G-Star 2011レポート
【G-Star 2011】韓国NHN、KONAMIと共同開発の「ウイニングイレブン オンライン」を出展
専任チームを作って韓国オンライン市場に「ウイイレ」で挑む
「ウイニングイレブン オンライン」のメインビジュアル |
韓国NHNは、株式会社コナミデジタルエンタテインメント(以下、KONAMI)と共同開発した「Winning Eleven Online(ウイニングイレブン オンライン)」を「G-Star 2011」に出展した。
初日のプレスカンファレンスでは、KONAMIのウイニングイレブンプロダクションプロデューサーの長曽我部明義氏、NHN PDN3室室長のキム・ソンチョル氏、NHNサーバー開発室室長のチョ・クウァンレ氏が登壇して日韓のメディアが参加する質疑応答が行なわれた。

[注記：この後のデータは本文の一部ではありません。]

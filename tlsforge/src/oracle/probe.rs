use std::mem;

use forge::error::Error;

use crate::tls::algorithm::KeyExchangeFamily;
use crate::tls::context::TlsContext;
use crate::tls::handshake::HandshakeMessage;
use crate::tls::key_exchange::{DhParameters, EcContext, KeyAgreement, KeyExchangeBackend};

/// Key exchange which "encrypts" every premaster secret to one chosen ciphertext
#[derive(Debug)]
struct ChosenCiphertext(Vec<u8>);

impl KeyExchangeBackend for ChosenCiphertext {
    fn encrypt_premaster_secret(
        &self,
        _server_certificates: &[Vec<u8>],
        _premaster_secret: &[u8],
    ) -> Result<Vec<u8>, Error> {
        Ok(self.0.clone())
    }

    fn decrypt_premaster_secret(&self, _encrypted: &[u8]) -> Result<Option<Vec<u8>>, Error> {
        Ok(None)
    }

    fn dh_agreement(&self, _parameters: &DhParameters) -> Result<KeyAgreement, Error> {
        Err(Error::ConfigurationMismatch(
            "oracle probes use RSA key exchange".to_string(),
        ))
    }

    fn ecdh_agreement(&self, _ec_context: &EcContext) -> Result<KeyAgreement, Error> {
        Err(Error::ConfigurationMismatch(
            "oracle probes use RSA key exchange".to_string(),
        ))
    }
}

/// Build an RSA ClientKeyExchange carrying `ciphertext` as encrypted premaster secret.
///
/// This is how a TLS server is queried as a padding oracle: the message is prepared by the
/// regular handler, so header and length fields stay consistent, and the server's reaction to it
/// is the verdict. `ctx` should belong to a fresh connection which negotiated an RSA suite.
pub fn client_key_exchange_probe(ctx: &mut TlsContext, ciphertext: &[u8]) -> Result<Vec<u8>, Error> {
    let mut message = HandshakeMessage::client_key_exchange(KeyExchangeFamily::Rsa);
    let backend = mem::replace(
        &mut ctx.key_exchange,
        Box::new(ChosenCiphertext(ciphertext.to_vec())),
    );
    let prepared = message.prepare(ctx);
    ctx.key_exchange = backend;
    prepared
}

#[cfg(test)]
mod tests {
    use super::*;
    use crate::tls::enums::{CipherSuite, ConnectionEnd};

    #[test_log::test]
    fn probe_carries_ciphertext() {
        let mut ctx = TlsContext::new(ConnectionEnd::Client);
        ctx.selected_cipher_suite = CipherSuite::TLS_RSA_WITH_AES_256_CBC_SHA;
        let ciphertext = vec![0x5a; 128];
        let bytes = client_key_exchange_probe(&mut ctx, &ciphertext).unwrap();

        assert_eq!(&bytes[..6], &[0x10, 0x00, 0x00, 0x82, 0x00, 0x80]);
        assert_eq!(&bytes[6..], &ciphertext[..]);
        assert_eq!(ctx.digest.raw(), &bytes[..]);
        // the default backend is back in place
        assert!(ctx
            .key_exchange
            .encrypt_premaster_secret(&[], &[0u8; 48])
            .is_err());
    }

    #[test_log::test]
    fn probe_needs_an_rsa_suite() {
        let mut ctx = TlsContext::new(ConnectionEnd::Client);
        ctx.selected_cipher_suite = CipherSuite::TLS_ECDHE_RSA_WITH_AES_128_GCM_SHA256;
        assert!(matches!(
            client_key_exchange_probe(&mut ctx, &[0x01; 16]),
            Err(Error::ConfigurationMismatch(_))
        ));
    }
}
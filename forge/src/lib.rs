//! Protocol-agnostic building blocks of the manipulation engine.
//!
//! * [`codec`] reads and writes big-endian wire fields with an absolute, forward-only cursor.
//! * [`inject`] holds field values separately from the modifications applied when they are
//!   written, which is how a single field of a protocol-correct message gets corrupted.
//! * [`error`] is the error type shared by every layer.

pub mod codec;
pub mod error;
pub mod inject;
pub mod log;
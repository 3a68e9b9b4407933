use std::env;
use std::path::Path;
use std::str::FromStr;

use log::LevelFilter;
use log4rs::append::console::ConsoleAppender;
use log4rs::append::file::FileAppender;
use log4rs::config::{Appender, Root};
use log4rs::encode::pattern::PatternEncoder;
use log4rs::Config;

use crate::error::Error;

/// Log to stderr at the level given by `RUST_LOG` (default: info)
pub fn config_default() -> Result<Config, Error> {
    Config::builder()
        .appender(appender_stderr("stderr"))
        .build(Root::builder().appender("stderr").build(log_level()))
        .map_err(|err| Error::Config(format!("invalid log configuration: {}", err)))
}

/// Log to stderr and additionally write every record to `path`
pub fn config_file<P>(path: P) -> Result<Config, Error>
where
    P: AsRef<Path>,
{
    Config::builder()
        .appender(appender_stderr("stderr"))
        .appender(appender_tofile("tofile", path)?)
        .build(
            Root::builder()
                .appender("stderr")
                .appender("tofile")
                .build(log_level()),
        )
        .map_err(|err| Error::Config(format!("invalid log configuration: {}", err)))
}

fn appender_stderr<S>(name: S) -> Appender
where
    S: AsRef<str>,
{
    Appender::builder().build(
        name.as_ref(),
        Box::new(
            ConsoleAppender::builder()
                .target(log4rs::append::console::Target::Stderr)
                .encoder(Box::new(PatternEncoder::new(
                    "{h({d(%Y-%m-%dT%H:%M:%S%Z)}\t{m}{n})}",
                )))
                .build(),
        ),
    )
}

fn appender_tofile<S, P>(name: S, log_path: P) -> Result<Appender, Error>
where
    S: AsRef<str>,
    P: AsRef<Path>,
{
    let file = FileAppender::builder()
        .encoder(Box::new(PatternEncoder::new("{d}\t{l}\t{m}{n}")))
        .build(log_path)?;
    Ok(Appender::builder().build(name.as_ref(), Box::new(file)))
}

fn log_level() -> LevelFilter {
    env::var("RUST_LOG")
        .ok()
        .and_then(|level| LevelFilter::from_str(&level).ok())
        .unwrap_or(LevelFilter::Info)
}

#[cfg(test)]
mod tests {
    use super::*;

    #[test_log::test]
    fn file_appender_creates_log_file() {
        let path = env::temp_dir().join("forge-file-appender-creates-log-file.log");
        assert!(config_default().is_ok());
        let config = config_file(&path).unwrap();
        assert_eq!(config.appenders().len(), 2);
        assert!(path.exists());
    }
}
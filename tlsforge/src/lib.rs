//! A TLS handshake engine for testing implementations with malformed messages.
//!
//! Every wire field of a handshake message is an injectable value: the engine computes the
//! protocol-correct original, and a test may attach modifications which are applied when the
//! message is written. This keeps a message consistent except for exactly the corrupted fields.
//!
//! The [`oracle`] module builds on the same engine to query TLS servers as PKCS#1 v1.5 padding
//! oracles.

pub mod config;
pub mod oracle;
pub mod tls;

「ウイニングイレブン」は1995年に発売されて以来、シリーズを重ねているKONAMIの人気サッカーゲーム。コンソールバージョンは2011年6月までに全世界で7,050万枚以上を販売している。その初めてのオンラインゲーム版となる「ウイニングイレブン オンライン」は、KONAMIのウイニングイレブンプロダクションがゲーム部分の開発を手掛け、サーバー構築などオンライン部分をNHNが担当する共同開発で開発が進められている。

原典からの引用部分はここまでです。